1$^{st}$ Place Solution of WWW 2025 EReL@MIR Workshop Multimodal CTR Prediction Challenge
Junwei Xu, Zehao Zhao, Xiaoyu Hu, Zhenjie Song

TL;DR
This paper presents the winning solution for a multimodal CTR prediction challenge, leveraging sequential modeling and feature interaction to improve click-through rate predictions using multimodal embeddings.
Contribution
The paper introduces a simple yet effective method of integrating multimodal embeddings with user-item interaction modeling for CTR prediction.
Findings
Achieved 0.9839 AUC on the challenge dataset
Outperformed baseline models significantly
Demonstrated effectiveness of multimodal embedding integration
Abstract
The WWW 2025 EReL@MIR Workshop Multimodal CTR Prediction Challenge focuses on effectively applying multimodal embedding features to improve click-through rate (CTR) prediction in recommender systems.

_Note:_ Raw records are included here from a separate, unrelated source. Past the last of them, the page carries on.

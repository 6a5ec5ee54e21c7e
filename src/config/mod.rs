use once_cell::sync::Lazy;
use serde::{Deserialize, Serialize};
use std::env;

#[derive(Debug, Clone, Serialize, Deserialize)]
pub struct AppConfig {
    pub environment: Environment,
    pub server: ServerConfig,
    pub filter: FilterConfig,
    pub database: DatabaseConfig,
    pub api: ApiConfig,
    pub security: SecurityConfig,
    pub mail: MailConfig,
    pub geocoder: GeocoderConfig,
}

#[derive(Debug, Clone, PartialEq, Eq, Serialize, Deserialize)]
pub enum Environment {
    Development,
    Staging,
    Production,
}

#[derive(Debug, Clone, Serialize, Deserialize)]
pub struct ServerConfig {
    pub host: String,
    pub port: u16,
    pub file_upload_path: String,
    pub max_file_size: usize,
}

#[derive(Debug, Clone, Serialize, Deserialize)]
pub struct FilterConfig {
    pub max_limit: Option<i64>,
    pub default_page_size: i64,
    /// Query keys that may repeat and keep every value (parameter pollution guard)
    pub repeatable_params: Vec<String>,
    pub debug_logging: bool,
}

#[derive(Debug, Clone, Serialize, Deserialize)]
pub struct DatabaseConfig {
    pub url: Option<String>,
    pub max_connections: u32,
    pub connection_timeout: u64,
    pub run_migrations: bool,
}

#[derive(Debug, Clone, Serialize, Deserialize)]
pub struct ApiConfig {
    pub enable_rate_limiting: bool,
    pub rate_limit_requests: u32,
    pub rate_limit_window_secs: u64,
    pub enable_request_logging: bool,
    pub max_request_size_bytes: usize,
}

#[derive(Debug, Clone, Serialize, Deserialize)]
pub struct SecurityConfig {
    pub require_https: bool,
    #[serde(skip_serializing)]
    pub jwt_secret: String,
    pub jwt_expiry_hours: u64,
    pub cookie_expiry_days: i64,
    pub bcrypt_cost: u32,
    pub reset_token_expiry_minutes: i64,
}

#[derive(Debug, Clone, Serialize, Deserialize)]
pub struct MailConfig {
    pub api_url: Option<String>,
    #[serde(skip_serializing)]
    pub api_key: Option<String>,
    pub from_name: String,
    pub from_email: String,
}

#[derive(Debug, Clone, Serialize, Deserialize)]
pub struct GeocoderConfig {
    pub api_url: String,
    #[serde(skip_serializing)]
    pub api_key: Option<String>,
}

impl AppConfig {
    pub fn from_env() -> Self {
        let environment = match env::var("APP_ENV").or_else(|_| env::var("NODE_ENV")).as_deref() {
            Ok("production") | Ok("prod") => Environment::Production,
            Ok("staging") | Ok("stage") => Environment::Staging,
            _ => Environment::Development,
        };

        // Set defaults based on environment, then override with specific env vars
        match environment {
            Environment::Production => Self::production(),
            Environment::Staging => Self::staging(),
            Environment::Development => Self::development(),
        }
        .with_env_overrides()
    }

    pub fn is_development(&self) -> bool {
        self.environment == Environment::Development
    }

    fn with_env_overrides(mut self) -> Self {
        // Server overrides
        if let Ok(v) = env::var("HOST") {
            self.server.host = v;
        }
        if let Ok(v) = env::var("PORT") {
            self.server.port = v.parse().unwrap_or(self.server.port);
        }
        if let Ok(v) = env::var("FILE_UPLOAD_PATH") {
            self.server.file_upload_path = v;
        }
        if let Ok(v) = env::var("MAX_FILE_SIZE") {
            self.server.max_file_size = v.parse().unwrap_or(self.server.max_file_size);
        }

        // Filter overrides
        if let Ok(v) = env::var("FILTER_MAX_LIMIT") {
            self.filter.max_limit = v.parse().ok();
        }
        if let Ok(v) = env::var("FILTER_DEFAULT_PAGE_SIZE") {
            self.filter.default_page_size = v.parse().unwrap_or(self.filter.default_page_size);
        }
        if let Ok(v) = env::var("FILTER_REPEATABLE_PARAMS") {
            self.filter.repeatable_params = split_list(&v);
        }
        if let Ok(v) = env::var("FILTER_DEBUG_LOGGING") {
            self.filter.debug_logging = v.parse().unwrap_or(self.filter.debug_logging);
        }

        // Database overrides
        if let Ok(v) = env::var("DATABASE_URL") {
            self.database.url = Some(v);
        }
        if let Ok(v) = env::var("DATABASE_MAX_CONNECTIONS") {
            self.database.max_connections = v.parse().unwrap_or(self.database.max_connections);
        }
        if let Ok(v) = env::var("DATABASE_CONNECTION_TIMEOUT") {
            self.database.connection_timeout = v.parse().unwrap_or(self.database.connection_timeout);
        }
        if let Ok(v) = env::var("DATABASE_RUN_MIGRATIONS") {
            self.database.run_migrations = v.parse().unwrap_or(self.database.run_migrations);
        }

        // API overrides
        if let Ok(v) = env::var("API_ENABLE_RATE_LIMITING") {
            self.api.enable_rate_limiting = v.parse().unwrap_or(self.api.enable_rate_limiting);
        }
        if let Ok(v) = env::var("API_RATE_LIMIT_REQUESTS") {
            self.api.rate_limit_requests = v.parse().unwrap_or(self.api.rate_limit_requests);
        }
        if let Ok(v) = env::var("API_RATE_LIMIT_WINDOW_SECS") {
            self.api.rate_limit_window_secs = v.parse().unwrap_or(self.api.rate_limit_window_secs);
        }
        if let Ok(v) = env::var("API_ENABLE_REQUEST_LOGGING") {
            self.api.enable_request_logging = v.parse().unwrap_or(self.api.enable_request_logging);
        }
        if let Ok(v) = env::var("API_MAX_REQUEST_SIZE_BYTES") {
            self.api.max_request_size_bytes = v.parse().unwrap_or(self.api.max_request_size_bytes);
        }

        // Security overrides
        if let Ok(v) = env::var("SECURITY_REQUIRE_HTTPS") {
            self.security.require_https = v.parse().unwrap_or(self.security.require_https);
        }
        if let Ok(v) = env::var("JWT_SECRET") {
            self.security.jwt_secret = v;
        }
        if let Ok(v) = env::var("JWT_EXPIRES_TIME") {
            self.security.jwt_expiry_hours = parse_hours(&v).unwrap_or(self.security.jwt_expiry_hours);
        }
        if let Ok(v) = env::var("COOKIE_EXPIRES_TIME") {
            self.security.cookie_expiry_days = v.parse().unwrap_or(self.security.cookie_expiry_days);
        }
        if let Ok(v) = env::var("BCRYPT_COST") {
            self.security.bcrypt_cost = v.parse().unwrap_or(self.security.bcrypt_cost);
        }

        // Mail overrides
        if let Ok(v) = env::var("MAIL_API_URL") {
            self.mail.api_url = Some(v);
        }
        if let Ok(v) = env::var("MAIL_API_KEY") {
            self.mail.api_key = Some(v);
        }
        if let Ok(v) = env::var("SMTP_FROM_NAME") {
            self.mail.from_name = v;
        }
        if let Ok(v) = env::var("SMTP_FROM_EMAIL") {
            self.mail.from_email = v;
        }

        // Geocoder overrides
        if let Ok(v) = env::var("GEOCODER_API_URL") {
            self.geocoder.api_url = v;
        }
        if let Ok(v) = env::var("GEOCODER_API_KEY") {
            self.geocoder.api_key = Some(v);
        }

        self
    }

    fn base(environment: Environment) -> Self {
        Self {
            environment,
            server: ServerConfig {
                host: "0.0.0.0".to_string(),
                port: 5000,
                file_upload_path: "./public/uploads".to_string(),
                max_file_size: 2_000_000,
            },
            filter: FilterConfig {
                max_limit: Some(1000),
                default_page_size: 10,
                repeatable_params: vec!["positions".to_string()],
                debug_logging: false,
            },
            database: DatabaseConfig {
                url: None,
                max_connections: 10,
                connection_timeout: 30,
                run_migrations: true,
            },
            api: ApiConfig {
                enable_rate_limiting: true,
                rate_limit_requests: 100,
                rate_limit_window_secs: 10 * 60,
                enable_request_logging: false,
                max_request_size_bytes: 10 * 1024 * 1024, // 10MB
            },
            security: SecurityConfig {
                require_https: false,
                jwt_secret: String::new(),
                jwt_expiry_hours: 24 * 7, // 1 week
                cookie_expiry_days: 7,
                bcrypt_cost: 10,
                reset_token_expiry_minutes: 30,
            },
            mail: MailConfig {
                api_url: None,
                api_key: None,
                from_name: "Jobbee".to_string(),
                from_email: "noreply@jobbee.local".to_string(),
            },
            geocoder: GeocoderConfig {
                api_url: "https://www.mapquestapi.com/geocoding/v1/address".to_string(),
                api_key: None,
            },
        }
    }

    pub fn development() -> Self {
        let mut config = Self::base(Environment::Development);
        config.filter.debug_logging = true;
        config.api.enable_request_logging = true;
        // Local runs work without a .env; staging and production must set JWT_SECRET
        config.security.jwt_secret = "jobbee-development-secret".to_string();
        config
    }

    pub fn staging() -> Self {
        let mut config = Self::base(Environment::Staging);
        config.filter.max_limit = Some(500);
        config.database.max_connections = 20;
        config.database.connection_timeout = 10;
        config.api.enable_request_logging = true;
        config.api.max_request_size_bytes = 5 * 1024 * 1024; // 5MB
        config.security.require_https = true;
        config.security.jwt_expiry_hours = 24;
        config
    }

    pub fn production() -> Self {
        let mut config = Self::base(Environment::Production);
        config.filter.max_limit = Some(100);
        config.database.max_connections = 50;
        config.database.connection_timeout = 5;
        config.database.run_migrations = false;
        config.api.max_request_size_bytes = 5 * 1024 * 1024; // 5MB
        config.security.require_https = true;
        config.security.jwt_expiry_hours = 24;
        config
    }
}

fn split_list(value: &str) -> Vec<String> {
    value
        .split(',')
        .map(|s| s.trim().to_string())
        .filter(|s| !s.is_empty())
        .collect()
}

/// Accepts plain hour counts as well as `<n>h` / `<n>d` suffixed lifetimes.
fn parse_hours(value: &str) -> Option<u64> {
    let value = value.trim();
    if let Some(days) = value.strip_suffix('d') {
        return days.parse::<u64>().ok().map(|d| d * 24);
    }
    value.strip_suffix('h').unwrap_or(value).parse().ok()
}

// Global singleton config - initialized once at startup
pub static CONFIG: Lazy<AppConfig> = Lazy::new(AppConfig::from_env);

// Convenience function for accessing config
pub fn config() -> &'static AppConfig {
    &CONFIG
}

#[macro_export]
macro_rules! is_development {
    () => {
        $crate::config::CONFIG.is_development()
    };
}

#[cfg(test)]
mod tests {
    use super::*;

    #[test]
    fn test_default_development_config() {
        let config = AppConfig::development();
        assert_eq!(config.filter.max_limit, Some(1000));
        assert_eq!(config.filter.default_page_size, 10);
        assert!(config.api.enable_rate_limiting);
        assert_eq!(config.api.rate_limit_requests, 100);
        assert_eq!(config.api.rate_limit_window_secs, 600);
        assert!(config.is_development());
    }

    #[test]
    fn test_default_production_config() {
        let config = AppConfig::production();
        assert_eq!(config.filter.max_limit, Some(100));
        assert!(config.security.require_https);
        assert!(!config.database.run_migrations);
        assert!(config.security.jwt_secret.is_empty());
        assert!(!config.is_development());
    }

    #[test]
    fn positions_is_repeatable_by_default() {
        let config = AppConfig::staging();
        assert_eq!(config.filter.repeatable_params, vec!["positions".to_string()]);
    }

    #[test]
    fn parses_jwt_lifetimes() {
        assert_eq!(parse_hours("12"), Some(12));
        assert_eq!(parse_hours("6h"), Some(6));
        assert_eq!(parse_hours("7d"), Some(168));
        assert_eq!(parse_hours("soon"), None);
    }

    #[test]
    fn splits_comma_lists() {
        assert_eq!(split_list(" positions, tags ,,"), vec!["positions", "tags"]);
    }
}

This technical report presents our 1 place winning solution for Task 2, combining sequential modeling and feature interaction learning to effectively capture user-item interactions. For multimodal information integration, we simply append the frozen multimodal embeddings to each item embedding. Experiments on the challenge dataset demonstrate the effectiveness of our method, achieving superior performance with a 0.9839 AUC on the leaderboard, much higher than the baseline model. Code and configuration are available in our GitHub repository and the checkpoint of our model can be found in HuggingFace.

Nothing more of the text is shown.